Where the assumption breaks
The mistake is assuming one familiar policy quietly handles every equipment problem. Auto may respond in one situation. Property may respond in another.
Inland marine may be the real coverage for the thing you actually care about. If nobody checks before the loss, the claim can turn into an argument about where the equipment was, what it was doing, and which form was supposed to care. That is a rotten time to learn vocabulary.
The tradeoffs
- Lower deductibles soften claim day and cost more every renewal.
- Broader inland marine terms protect better and require better schedules and values.
- A cheaper setup can leave the business arguing about coverage while the machine sits idle.
The policy should match how the equipment actually moves, not how it sits on a spreadsheet.
What actually moves the outcome
Risk signals
- Transport frequency.
- Operator training.
- Loading, staging, and movement history.
Coverage structure
- Inland marine wording.
- Scheduled equipment values.
- Deductibles.
Market context
- Carrier appetite for heavy-equipment classes.

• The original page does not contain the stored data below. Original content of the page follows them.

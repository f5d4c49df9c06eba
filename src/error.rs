//! Error types for the tile pipeline.
//!
//! Per-tile errors ([`CacheError`], [`FetchError`]) never escape the
//! scheduler; they are folded into a `FetchOutcome::Failed`. Only
//! [`ConfigError`] reaches the command layer.

use std::path::PathBuf;

use thiserror::Error;

/// A tile address that does not exist on the grid.
#[derive(Debug, Clone, PartialEq, Eq, Error)]
pub enum CoordError {
    #[error("tile {x}/{y} is outside the {zoom}-level grid")]
    OutOfRange { zoom: u8, x: u32, y: u32 },

    #[error("zoom level {0} is deeper than the supported maximum")]
    ZoomTooDeep(u8),
}

/// Failures reading or writing the on-disk tile cache.
#[derive(Debug, Error)]
pub enum CacheError {
    #[error("cache I/O on {path:?}: {source}")]
    Io {
        path: PathBuf,
        #[source]
        source: std::io::Error,
    },

    #[error("not a valid image: {0}")]
    Decode(#[from] image::ImageError),

    #[error("palette encoding failed: {0}")]
    Encode(#[from] png::EncodingError),

    #[error("could not move tile into place: {0}")]
    Persist(#[from] tempfile::PersistError),

    #[error("failed to scan cache: {0}")]
    Walk(#[from] walkdir::Error),
}

impl CacheError {
    pub(crate) fn io(path: impl Into<PathBuf>, source: std::io::Error) -> Self {
        CacheError::Io {
            path: path.into(),
            source,
        }
    }
}

/// Failure of a single fetch attempt.
#[derive(Debug, Error)]
pub enum FetchError {
    #[error("{0}")]
    Http(#[from] reqwest::Error),

    #[error("empty response body")]
    EmptyBody,

    #[error("HTTP {0}")]
    Status(u16),

    #[error("timed out after {0:?}")]
    Timeout(std::time::Duration),

    #[error(transparent)]
    Cache(#[from] CacheError),

    #[error("worker task failed: {0}")]
    Worker(String),
}

/// Configuration problems surfaced to the user before or between jobs.
#[derive(Debug, Error)]
pub enum ConfigError {
    #[error("no bounding box found for country '{0}'")]
    UnknownCountry(String),

    #[error("failed to read presets {path:?}: {source}")]
    ReadPresets {
        path: PathBuf,
        #[source]
        source: std::io::Error,
    },

    #[error("failed to parse presets {path:?}: {source}")]
    ParsePresets {
        path: PathBuf,
        #[source]
        source: serde_json::Error,
    },

    #[error("invalid zoom range {min}..={max}")]
    InvalidZoomRange { min: u8, max: u8 },

    #[error("zoom level {0} is deeper than the supported maximum")]
    ZoomTooDeep(u8),

    #[error("concurrency must be at least 1")]
    ZeroConcurrency,
}
//! Web Mercator tile addressing.
//!
//! Converts geographic positions and bounding boxes into slippy-map tile
//! indices. Boxes that straddle the antimeridian or reach past the poles are
//! not split or wrapped; they produce whatever clamped rectangle the formulas
//! give.

use std::f64::consts::PI;
use std::fmt;

use serde::Deserialize;

use crate::error::CoordError;

/// Deepest zoom level whose grid indices still fit a `u32`.
pub const MAX_ZOOM: u8 = 30;

/// A geographic rectangle in degrees.
#[derive(Debug, Clone, Copy, PartialEq, Deserialize)]
pub struct BoundingBox {
    pub min_lat: f64,
    pub max_lat: f64,
    pub min_lon: f64,
    pub max_lon: f64,
}

impl BoundingBox {
    pub const fn new(min_lat: f64, max_lat: f64, min_lon: f64, max_lon: f64) -> Self {
        Self {
            min_lat,
            max_lat,
            min_lon,
            max_lon,
        }
    }

    /// The whole Mercator world, trimmed to ±85° latitude.
    pub const fn world() -> Self {
        Self::new(-85.0, 85.0, -180.0, 180.0)
    }
}

impl fmt::Display for BoundingBox {
    fn fmt(&self, f: &mut fmt::Formatter<'_>) -> fmt::Result {
        write!(
            f,
            "({:.6}, {:.6}) to ({:.6}, {:.6})",
            self.min_lat, self.min_lon, self.max_lat, self.max_lon
        )
    }
}

/// Identifies one tile of one cache layer.
#[derive(Debug, Clone, PartialEq, Eq, Hash, PartialOrd, Ord)]
pub struct TileKey {
    layer: String,
    zoom: u8,
    x: u32,
    y: u32,
}

impl TileKey {
    pub fn new(layer: impl Into<String>, zoom: u8, x: u32, y: u32) -> Result<Self, CoordError> {
        if zoom > MAX_ZOOM || x > max_index(zoom) || y > max_index(zoom) {
            return Err(CoordError::OutOfRange { zoom, x, y });
        }
        Ok(Self {
            layer: layer.into(),
            zoom,
            x,
            y,
        })
    }

    pub fn layer(&self) -> &str {
        &self.layer
    }

    pub fn zoom(&self) -> u8 {
        self.zoom
    }

    pub fn x(&self) -> u32 {
        self.x
    }

    pub fn y(&self) -> u32 {
        self.y
    }

    /// Substitutes `{z}`, `{x}` and `{y}` in a tile server template.
    pub fn url(&self, template: &str) -> String {
        template
            .replace("{z}", &self.zoom.to_string())
            .replace("{x}", &self.x.to_string())
            .replace("{y}", &self.y.to_string())
    }
}

impl fmt::Display for TileKey {
    fn fmt(&self, f: &mut fmt::Formatter<'_>) -> fmt::Result {
        write!(f, "z{}/{}/{}", self.zoom, self.x, self.y)
    }
}

/// Inclusive range of tile indices at one zoom level.
#[derive(Debug, Clone, Copy, PartialEq, Eq)]
pub struct TileRectangle {
    pub zoom: u8,
    pub x_min: u32,
    pub x_max: u32,
    pub y_min: u32,
    pub y_max: u32,
}

impl TileRectangle {
    pub fn width(&self) -> u64 {
        u64::from(self.x_max - self.x_min) + 1
    }

    pub fn height(&self) -> u64 {
        u64::from(self.y_max - self.y_min) + 1
    }

    /// Number of tiles covered.
    pub fn area(&self) -> u64 {
        self.width() * self.height()
    }

    /// Every key inside the rectangle, column by column.
    pub fn keys(self, layer: &str) -> impl Iterator<Item = TileKey> + '_ {
        let rect = self;
        (rect.x_min..=rect.x_max).flat_map(move |x| {
            (rect.y_min..=rect.y_max).map(move |y| TileKey {
                layer: layer.to_owned(),
                zoom: rect.zoom,
                x,
                y,
            })
        })
    }
}

#[inline]
fn max_index(zoom: u8) -> u32 {
    ((1u64 << zoom) - 1) as u32
}

/// Tile containing a point, without clamping to the grid.
///
/// Latitudes near or past the poles and longitudes past ±180° give indices
/// outside `[0, 2^zoom - 1]`; callers clamp.
pub fn tile_for_point(lat: f64, lon: f64, zoom: u8) -> (i64, i64) {
    let n = 2f64.powi(i32::from(zoom));
    let lat_rad = lat.to_radians();
    let x = ((lon + 180.0) / 360.0 * n).floor();
    let y = ((1.0 - lat_rad.tan().asinh() / PI) / 2.0 * n).floor();
    (x as i64, y as i64)
}

/// Tile rectangle covering `bbox` at `zoom`, clamped to the grid.
///
/// Zooms past [`MAX_ZOOM`] are rejected: their indices no longer fit a `u32`.
pub fn tile_rectangle(bbox: &BoundingBox, zoom: u8) -> Result<TileRectangle, CoordError> {
    if zoom > MAX_ZOOM {
        return Err(CoordError::ZoomTooDeep(zoom));
    }

    let (x_a, y_a) = tile_for_point(bbox.max_lat, bbox.min_lon, zoom);
    let (x_b, y_b) = tile_for_point(bbox.min_lat, bbox.max_lon, zoom);

    let max = i64::from(max_index(zoom));
    let clamp = |v: i64| v.clamp(0, max) as u32;

    Ok(TileRectangle {
        zoom,
        x_min: clamp(x_a.min(x_b)),
        x_max: clamp(x_a.max(x_b)),
        y_min: clamp(y_a.min(y_b)),
        y_max: clamp(y_a.max(y_b)),
    })
}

- Market tolerance for mobile equipment loss patterns.
Deeper context
For broader jobsite context, see Construction Claims: Active vs Completed Operations, in Plain English.
Decision Rule
If equipment losses involve rollover or transit, review inland marine terms; if not, raise deductibles. Minnesota note: short hauls between jobsites still count as movement, and movement is where assumptions get expensive. Moving equipment across the metro at 7 a.m. is like threading a trailer through construction season: the risky part is often the trip.